## Work item
Across the following data, how many lines include the string "modules"? Reply with the number and nothing more.

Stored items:
----------------

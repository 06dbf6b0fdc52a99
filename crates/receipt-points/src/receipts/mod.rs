//! Receipt intake, points scoring, and score storage.
//!
//! Receipts arrive as loosely typed JSON. Envelope decoding is the only hard failure; each
//! scoring rule reads the fields it needs and contributes nothing when they do not parse.

pub mod domain;
pub mod repository;
pub mod router;
pub mod scoring;
pub mod service;

#[cfg(test)]
mod tests;

pub use domain::{Receipt, ReceiptId, ReceiptItem, ReceiptParseError};
pub use repository::{InMemoryPointsRepository, PointsRepository, RepositoryError};
pub use router::receipts_router;
pub use scoring::{PointsBreakdown, RuleContribution, ScoringEngine, ScoringRule};
pub use service::{ProcessedReceipt, ReceiptPointsService, ReceiptServiceError};
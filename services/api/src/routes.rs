use crate::infra::AppState;
use axum::http::{header, StatusCode};
use axum::response::IntoResponse;
use axum::Extension;
use axum::Json;
use receipt_points::receipts::{receipts_router, PointsRepository, ReceiptPointsService};
use serde_json::json;
use std::sync::Arc;

pub(crate) fn with_receipt_routes<R>(service: Arc<ReceiptPointsService<R>>) -> axum::Router
where
    R: PointsRepository + 'static,
{
    receipts_router(service)
        .route("/health", axum::routing::get(healthcheck))
        .route("/ready", axum::routing::get(readiness_endpoint))
        .route("/metrics", axum::routing::get(metrics_endpoint))
}

pub(crate) async fn healthcheck() -> Json<serde_json::Value> {
    Json(json!({ "status": "ok" }))
}

pub(crate) async fn readiness_endpoint(Extension(state): Extension<AppState>) -> impl IntoResponse {
    let ready = state.readiness.load(std::sync::atomic::Ordering::Relaxed);
    let status = if ready {
        StatusCode::OK
    } else {
        StatusCode::SERVICE_UNAVAILABLE
    };

    let payload = if ready {
        json!({ "status": "ready" })
    } else {
        json!({ "status": "initializing" })
    };

    (status, Json(payload))
}

pub(crate) async fn metrics_endpoint(Extension(state): Extension<AppState>) -> impl IntoResponse {
    (
        StatusCode::OK,
        [(header::CONTENT_TYPE, "text/plain; version=0.0.4")],
        state.metrics.render(),
    )
}
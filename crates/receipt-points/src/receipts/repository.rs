use std::collections::HashMap;
use std::sync::{Arc, RwLock};

use super::domain::ReceiptId;

/// Storage abstraction so the service can be exercised without a real backend.
pub trait PointsRepository: Send + Sync {
    fn insert(&self, id: ReceiptId, points: u64) -> Result<(), RepositoryError>;
    fn fetch(&self, id: &ReceiptId) -> Result<Option<u64>, RepositoryError>;
}

/// Error enumeration for repository failures.
#[derive(Debug, thiserror::Error)]
pub enum RepositoryError {
    #[error("record already exists")]
    Conflict,
    #[error("repository unavailable: {0}")]
    Unavailable(String),
}

/// Process-lifetime store guarded by a read/write lock.
#[derive(Debug, Default, Clone)]
pub struct InMemoryPointsRepository {
    records: Arc<RwLock<HashMap<ReceiptId, u64>>>,
}

impl InMemoryPointsRepository {
    pub fn new() -> Self {
        Self::default()
    }

    pub fn len(&self) -> usize {
        self.records.read().map(|guard| guard.len()).unwrap_or(0)
    }

    pub fn is_empty(&self) -> bool {
        self.len() == 0
    }
}

impl PointsRepository for InMemoryPointsRepository {
    fn insert(&self, id: ReceiptId, points: u64) -> Result<(), RepositoryError> {
        let mut guard = self
            .records
            .write()
            .map_err(|_| RepositoryError::Unavailable("points store lock poisoned".to_string()))?;
        if guard.contains_key(&id) {
            return Err(RepositoryError::Conflict);
        }
        guard.insert(id, points);
        Ok(())
    }

    fn fetch(&self, id: &ReceiptId) -> Result<Option<u64>, RepositoryError> {
        let guard = self
            .records
            .read()
            .map_err(|_| RepositoryError::Unavailable("points store lock poisoned".to_string()))?;
        Ok(guard.get(id).copied())
    }
}
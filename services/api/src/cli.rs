use crate::score::{run_score, ScoreArgs};
use crate::server;
use clap::{Args, Parser, Subcommand};
use receipt_points::error::AppError;

#[derive(Parser, Debug)]
#[command(
    name = "Receipt Points",
    about = "Score purchase receipts and serve loyalty points over HTTP",
    version
)]
struct Cli {
    #[command(subcommand)]
    command: Option<Command>,
}

#[derive(Subcommand, Debug)]
enum Command {
    /// Start the HTTP service (default command)
    Serve(ServeArgs),
    /// Score a receipt JSON file offline and print the rule breakdown
    Score(ScoreArgs),
}

#[derive(Args, Debug, Default)]
pub(crate) struct ServeArgs {
    /// Override the configured host for the HTTP server
    #[arg(long)]
    pub(crate) host: Option<String>,
    /// Override the configured port for the HTTP server
    #[arg(long)]
    pub(crate) port: Option<u16>,
}

pub(crate) async fn run() -> Result<(), AppError> {
    let cli = Cli::parse();
    let command = cli
        .command
        .unwrap_or_else(|| Command::Serve(ServeArgs::default()));

    match command {
        Command::Serve(args) => server::run(args).await,
        Command::Score(args) => run_score(args),
    }
}

#[cfg(test)]
mod tests {
    use super::*;
    use std::path::PathBuf;

    #[test]
    fn serve_is_optional() {
        let cli = Cli::try_parse_from(["receipt-points"]).expect("parses");
        assert!(cli.command.is_none());
    }

    #[test]
    fn serve_accepts_host_and_port_overrides() {
        let cli = Cli::try_parse_from([
            "receipt-points",
            "serve",
            "--host",
            "0.0.0.0",
            "--port",
            "9000",
        ])
        .expect("parses");
        match cli.command {
            Some(Command::Serve(args)) => {
                assert_eq!(args.host.as_deref(), Some("0.0.0.0"));
                assert_eq!(args.port, Some(9000));
            }
            other => panic!("expected serve command, got {other:?}"),
        }
    }

    #[test]
    fn score_takes_a_receipt_path() {
        let cli = Cli::try_parse_from(["receipt-points", "score", "receipt.json"]).expect("parses");
        match cli.command {
            Some(Command::Score(args)) => assert_eq!(args.receipt, PathBuf::from("receipt.json")),
            other => panic!("expected score command, got {other:?}"),
        }
    }
}
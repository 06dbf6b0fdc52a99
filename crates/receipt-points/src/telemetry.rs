use crate::config::TelemetryConfig;
use std::fmt;
use tracing_subscriber::filter::ParseError;
use tracing_subscriber::EnvFilter;

#[derive(Debug)]
pub enum TelemetryError {
    EnvFilter { value: String, source: ParseError },
    Subscriber(Box<dyn std::error::Error + Send + Sync>),
}

impl fmt::Display for TelemetryError {
    fn fmt(&self, f: &mut fmt::Formatter<'_>) -> fmt::Result {
        match self {
            TelemetryError::EnvFilter { value, .. } => {
                write!(
                    f,
                    "invalid log level/filter '{}': unable to build EnvFilter",
                    value
                )
            }
            TelemetryError::Subscriber(err) => write!(f, "telemetry error: {err}"),
        }
    }
}

impl std::error::Error for TelemetryError {
    fn source(&self) -> Option<&(dyn std::error::Error + 'static)> {
        match self {
            TelemetryError::EnvFilter { source, .. } => Some(source),
            TelemetryError::Subscriber(err) => Some(&**err),
        }
    }
}

/// Install the global subscriber. `RUST_LOG` wins over the configured level.
pub fn init(config: &TelemetryConfig) -> Result<(), TelemetryError> {
    let env_filter = build_filter(config)?;

    tracing_subscriber::fmt()
        .with_env_filter(env_filter)
        .with_target(false)
        .compact()
        .with_ansi(false)
        .try_init()
        .map_err(TelemetryError::Subscriber)
}

fn build_filter(config: &TelemetryConfig) -> Result<EnvFilter, TelemetryError> {
    match EnvFilter::try_from_default_env() {
        Ok(filter) => Ok(filter),
        Err(_) => {
            EnvFilter::try_new(&config.log_level).map_err(|source| TelemetryError::EnvFilter {
                value: config.log_level.clone(),
                source,
            })
        }
    }
}
//! Conversion of simulated run-off depth to a volume rate.

use std::fmt;
use std::str::FromStr;

use serde::{Deserialize, Serialize};

use crate::error::ConfigurationError;

/// Unit of the reported catchment run-off.
///
/// The model produces a depth in mm/day; 1 mm over 1 km² is 1000 m³.
#[derive(Debug, Clone, Copy, PartialEq, Eq, Default, Serialize, Deserialize)]
#[serde(rename_all = "snake_case")]
pub enum RunOffUnit {
    /// Keep the depth in mm/day; the area is ignored.
    #[default]
    NoConversion,
    CubicMetrePerDay,
    MegalitrePerDay,
    CubicMetrePerSecond,
}

impl RunOffUnit {
    pub const ALL: [RunOffUnit; 4] = [
        RunOffUnit::NoConversion,
        RunOffUnit::CubicMetrePerDay,
        RunOffUnit::MegalitrePerDay,
        RunOffUnit::CubicMetrePerSecond,
    ];

    /// Factor applied to `depth [mm/day] * area [km²]`.
    pub fn conversion_factor(self) -> f64 {
        match self {
            RunOffUnit::NoConversion => 1.0,
            RunOffUnit::CubicMetrePerDay => 1000.0,
            RunOffUnit::MegalitrePerDay => 1.0,
            RunOffUnit::CubicMetrePerSecond => 1000.0 / 86400.0,
        }
    }

    pub fn label(self) -> &'static str {
        match self {
            RunOffUnit::NoConversion => "mm/d",
            RunOffUnit::CubicMetrePerDay => "m³/d",
            RunOffUnit::MegalitrePerDay => "Ml/d",
            RunOffUnit::CubicMetrePerSecond => "m³/s",
        }
    }

    fn name(self) -> &'static str {
        match self {
            RunOffUnit::NoConversion => "no_conversion",
            RunOffUnit::CubicMetrePerDay => "cubic_metre_per_day",
            RunOffUnit::MegalitrePerDay => "megalitre_per_day",
            RunOffUnit::CubicMetrePerSecond => "cubic_metre_per_second",
        }
    }

    /// Convert one depth value for a catchment of `total_area` km².
    pub fn convert(self, depth: f64, total_area: f64) -> f64 {
        match self {
            RunOffUnit::NoConversion => depth,
            _ => depth * total_area * self.conversion_factor(),
        }
    }

    /// Convert a depth series in place.
    pub fn convert_series(self, depths: &mut [f64], total_area: f64) {
        if self == RunOffUnit::NoConversion {
            return;
        }
        for q in depths.iter_mut() {
            *q = self.convert(*q, total_area);
        }
    }
}

impl fmt::Display for RunOffUnit {
    fn fmt(&self, f: &mut fmt::Formatter<'_>) -> fmt::Result {
        f.write_str(self.name())
    }
}

impl FromStr for RunOffUnit {
    type Err = ConfigurationError;

    /// Accepts the snake_case name or the label (e.g. `"m3/s"` or `"m³/s"`).
    fn from_str(s: &str) -> Result<Self, Self::Err> {
        let key = s.trim().to_lowercase();
        let unit = match key.as_str() {
            "no_conversion" | "none" | "mm/d" => RunOffUnit::NoConversion,
            "cubic_metre_per_day" | "m3/d" | "m³/d" => RunOffUnit::CubicMetrePerDay,
            "megalitre_per_day" | "ml/d" => RunOffUnit::MegalitrePerDay,
            "cubic_metre_per_second" | "m3/s" | "m³/s" => RunOffUnit::CubicMetrePerSecond,
            _ => return Err(ConfigurationError::UnknownRunOffUnit(s.to_string())),
        };
        Ok(unit)
    }
}
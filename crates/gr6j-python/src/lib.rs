#[macro_use]
mod macros;
mod convert;

mod calibration;
mod gr6j;
mod metrics;

use pyo3::prelude::*;

/// Register a submodule in sys.modules so `from parent.child import ...` works.
fn register_submodule(py: Python<'_>, parent_name: &str, child: &Bound<'_, PyModule>) -> PyResult<()> {
    let child_name = child.name()?;
    let full_name = format!("{}.{}", parent_name, child_name);
    let sys = py.import("sys")?;
    let modules = sys.getattr("modules")?;
    modules.set_item(full_name, child)?;
    Ok(())
}

#[pyfunction]
fn rust_version() -> &'static str {
    env!("CARGO_PKG_VERSION")
}

#[pymodule]
fn _core(m: &Bound<'_, PyModule>) -> PyResult<()> {
    let py = m.py();
    let parent_name = m.name()?.to_string();

    m.add_function(wrap_pyfunction!(rust_version, m)?)?;

    gr6j::register(m)?;
    calibration::register(m)?;
    metrics::register(m)?;

    for name in &["gr6j", "calibration", "metrics"] {
        let sub = m.getattr(*name)?;
        register_submodule(py, &parent_name, sub.downcast::<PyModule>()?)?;
    }

    Ok(())
}
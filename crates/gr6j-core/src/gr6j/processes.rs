//! GR6J process equations.
//!
//! Pure functions, one per model component. They take store levels and
//! parameters by value and return the updated level with the fluxes it
//! produced. None of them can fail for parameters inside their bounds.

use super::constants::{EXP_BRANCH_THRESHOLD, MAX_EXP_ARG, MAX_TANH_ARG, PERC_CONSTANT};

/// Result of the production store update.
#[derive(Debug, Clone, Copy, PartialEq)]
pub struct Production {
    pub store: f64,
    pub actual_et: f64,
    /// Pn, zero when evapotranspiration dominates.
    pub net_rainfall: f64,
    /// Ps, the part of Pn that enters the store.
    pub storage_infiltration: f64,
    /// Pr before percolation.
    pub effective_rainfall: f64,
}

/// Update the production store with one day of precipitation and PET.
///
/// The returned level is clamped to `[0, x1]`.
pub fn production_store_update(precip: f64, pet: f64, store: f64, x1: f64) -> Production {
    let ratio = store / x1;

    let mut out = if precip < pet {
        let net_evap = pet - precip;
        let ws = (net_evap / x1).min(MAX_TANH_ARG).tanh();
        let evap_from_store = store * (2.0 - ratio) * ws / (1.0 + (1.0 - ratio) * ws);

        Production {
            store: store - evap_from_store,
            actual_et: evap_from_store + precip,
            net_rainfall: 0.0,
            storage_infiltration: 0.0,
            effective_rainfall: 0.0,
        }
    } else {
        let net_rainfall = precip - pet;
        let ws = (net_rainfall / x1).min(MAX_TANH_ARG).tanh();
        let infiltration = x1 * (1.0 - ratio * ratio) * ws / (1.0 + ratio * ws);

        Production {
            store: store + infiltration,
            actual_et: pet,
            net_rainfall,
            storage_infiltration: infiltration,
            effective_rainfall: net_rainfall - infiltration,
        }
    };

    out.store = out.store.clamp(0.0, x1);
    out
}

/// Percolation from the production store.
///
/// `Perc = S * (1 - (1 + (S/(2.25*x1))^4)^(-1/4))`
///
/// Returns (new_store, percolation).
pub fn percolation(store: f64, x1: f64) -> (f64, f64) {
    let store = store.max(0.0);
    let ratio_4 = (store / x1).powi(4);
    let perc = store * (1.0 - (1.0 + ratio_4 / PERC_CONSTANT).powf(-0.25));
    (store - perc, perc)
}

/// Potential intercatchment exchange `F = x2 * (R/x3 - x5)`.
///
/// Positive values import water, negative values export it.
pub fn groundwater_exchange(routing_store: f64, x2: f64, x3: f64, x5: f64) -> f64 {
    x2 * (routing_store / x3 - x5)
}

/// Result of the routing store update.
#[derive(Debug, Clone, Copy, PartialEq)]
pub struct Routing {
    pub store: f64,
    pub outflow: f64,
    pub actual_exchange: f64,
}

/// Add `inflow` (the routing share of Q9) and the exchange to the routing
/// store, then drain it with `Qr = R * (1 - (1 + (R/x3)^4)^(-1/4))`.
///
/// When the exchange would empty the store below zero only the available
/// water is exchanged.
pub fn routing_store_update(store: f64, inflow: f64, exchange: f64, x3: f64) -> Routing {
    let filled = store + inflow + exchange;
    let (actual_exchange, level) = if filled >= 0.0 {
        (exchange, filled)
    } else {
        (-(store + inflow), 0.0)
    };

    let outflow = if level > 0.0 {
        level * (1.0 - (1.0 + (level / x3).powi(4)).powf(-0.25))
    } else {
        0.0
    };

    Routing {
        store: (level - outflow).clamp(0.0, x3),
        outflow,
        actual_exchange,
    }
}

/// Add `inflow` (the exponential share of Q9) and the exchange to the
/// exponential store and compute its outflow.
///
/// The store may go negative. The outflow is a softplus of `Exp/x6`, with
/// asymptotic branches beyond +/-7 and the argument clipped to +/-33.
///
/// Returns (new_store, outflow).
pub fn exponential_store_update(store: f64, inflow: f64, exchange: f64, x6: f64) -> (f64, f64) {
    let level = store + inflow + exchange;
    let ar = (level / x6).clamp(-MAX_EXP_ARG, MAX_EXP_ARG);

    let outflow = if ar > EXP_BRANCH_THRESHOLD {
        level + x6 / ar.exp()
    } else if ar < -EXP_BRANCH_THRESHOLD {
        x6 * ar.exp()
    } else {
        x6 * (ar.exp() + 1.0).ln()
    };

    (level - outflow, outflow)
}

/// Direct branch outflow `Qd = max(Q1 + F, 0)`.
///
/// Returns (outflow, actual_exchange).
pub fn direct_branch(q1: f64, exchange: f64) -> (f64, f64) {
    let combined = q1 + exchange;
    if combined >= 0.0 {
        (combined, exchange)
    } else {
        (0.0, -q1)
    }
}

#[cfg(test)]
mod tests {
    use super::*;
    use approx::assert_relative_eq;

    // -- Production store --

    #[test]
    fn rainfall_dominant_fills_store() {
        let p = production_store_update(10.0, 3.0, 105.0, 350.0);
        assert!(p.store > 105.0);
        assert_relative_eq!(p.net_rainfall, 7.0);
        assert_relative_eq!(p.actual_et, 3.0);
        assert_relative_eq!(
            p.storage_infiltration + p.effective_rainfall,
            p.net_rainfall,
            epsilon = 1e-12
        );
        assert_relative_eq!(p.store - 105.0, p.storage_infiltration, epsilon = 1e-12);
    }

    #[test]
    fn evap_dominant_empties_store() {
        let p = production_store_update(2.0, 5.0, 105.0, 350.0);
        assert!(p.store < 105.0);
        assert_eq!(p.net_rainfall, 0.0);
        assert_eq!(p.effective_rainfall, 0.0);
        // AE = Es + P
        assert_relative_eq!(p.actual_et, 105.0 - p.store + 2.0, epsilon = 1e-12);
    }

    #[test]
    fn known_infiltration_value() {
        // S = 0, x1 = 100, Pn = 10: Ps = 100 * tanh(0.1)
        let p = production_store_update(10.0, 0.0, 0.0, 100.0);
        assert_relative_eq!(p.storage_infiltration, 100.0 * 0.1_f64.tanh(), epsilon = 1e-12);
    }

    #[test]
    fn zero_inputs_no_change() {
        let p = production_store_update(0.0, 0.0, 105.0, 350.0);
        assert_relative_eq!(p.store, 105.0);
        assert_eq!(p.actual_et, 0.0);
        assert_eq!(p.net_rainfall, 0.0);
        assert_eq!(p.effective_rainfall, 0.0);
    }

    #[test]
    fn store_stays_within_capacity() {
        for store in [0.0, 50.0, 349.0, 350.0] {
            for (precip, pet) in [(500.0, 0.0), (0.0, 500.0), (80.0, 2.0)] {
                let p = production_store_update(precip, pet, store, 350.0);
                assert!((0.0..=350.0).contains(&p.store));
            }
        }
    }

    // -- Percolation --

    #[test]
    fn percolation_conserves_water() {
        let (new_store, perc) = percolation(105.0, 350.0);
        assert!(perc > 0.0);
        assert_relative_eq!(new_store + perc, 105.0, epsilon = 1e-12);
    }

    #[test]
    fn percolation_known_value() {
        // S = 2.25 * x1 -> Perc = S * (1 - 2^(-1/4))
        let (_, perc) = percolation(225.0, 100.0);
        assert_relative_eq!(perc, 225.0 * (1.0 - 2.0_f64.powf(-0.25)), epsilon = 1e-10);
    }

    #[test]
    fn percolation_of_empty_store_is_zero() {
        assert_eq!(percolation(0.0, 350.0), (0.0, 0.0));
        assert_eq!(percolation(-10.0, 350.0), (0.0, 0.0));
    }

    // -- Exchange --

    #[test]
    fn exchange_sign_follows_threshold() {
        assert_eq!(groundwater_exchange(45.0, 0.0, 90.0, 0.0), 0.0);
        assert_relative_eq!(groundwater_exchange(45.0, 1.0, 90.0, 0.0), 0.5);
        assert_relative_eq!(groundwater_exchange(45.0, 1.0, 90.0, 1.0), -0.5);
    }

    // -- Routing store --

    #[test]
    fn routing_store_drains() {
        let r = routing_store_update(45.0, 5.0, 0.0, 90.0);
        assert!(r.outflow > 0.0);
        assert_relative_eq!(r.store + r.outflow, 50.0, epsilon = 1e-12);
        assert_eq!(r.actual_exchange, 0.0);
    }

    #[test]
    fn routing_store_exchange_limited_to_available_water() {
        let r = routing_store_update(5.0, 1.0, -100.0, 90.0);
        assert_eq!(r.store, 0.0);
        assert_eq!(r.outflow, 0.0);
        assert_relative_eq!(r.actual_exchange, -6.0);
    }

    #[test]
    fn routing_store_known_outflow() {
        // R = x3 after inflow -> Qr = x3 * (1 - 2^(-1/4))
        let r = routing_store_update(80.0, 10.0, 0.0, 90.0);
        assert_relative_eq!(r.outflow, 90.0 * (1.0 - 2.0_f64.powf(-0.25)), epsilon = 1e-10);
    }

    // -- Exponential store --

    #[test]
    fn exponential_store_softplus_branch() {
        let (new_store, qrexp) = exponential_store_update(0.0, 5.0, 0.0, 5.0);
        // AR = 1
        assert_relative_eq!(qrexp, 5.0 * (1.0_f64.exp() + 1.0).ln(), epsilon = 1e-12);
        assert_relative_eq!(new_store, 5.0 - qrexp, epsilon = 1e-12);
    }

    #[test]
    fn exponential_store_large_positive_branch() {
        let (new_store, qrexp) = exponential_store_update(100.0, 5.0, 0.0, 5.0);
        // AR = 21 > 7
        assert_relative_eq!(qrexp, 105.0 + 5.0 / 21.0_f64.exp(), epsilon = 1e-12);
        assert!(new_store.is_finite());
    }

    #[test]
    fn exponential_store_large_negative_branch() {
        let (new_store, qrexp) = exponential_store_update(-100.0, 5.0, 0.0, 5.0);
        // AR = -19 < -7
        assert_relative_eq!(qrexp, 5.0 * (-19.0_f64).exp(), epsilon = 1e-20);
        assert!(qrexp >= 0.0);
        assert!(new_store < -94.0);
    }

    #[test]
    fn exponential_store_argument_is_clipped() {
        let (_, qrexp) = exponential_store_update(-1.0e6, 0.0, 0.0, 1.0);
        assert_relative_eq!(qrexp, (-33.0_f64).exp());
    }

    // -- Direct branch --

    #[test]
    fn direct_branch_cases() {
        assert_eq!(direct_branch(5.0, 1.0), (6.0, 1.0));
        assert_eq!(direct_branch(5.0, 0.0), (5.0, 0.0));
        assert_eq!(direct_branch(3.0, -5.0), (0.0, -3.0));
    }
}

----------------

## Result for this task
3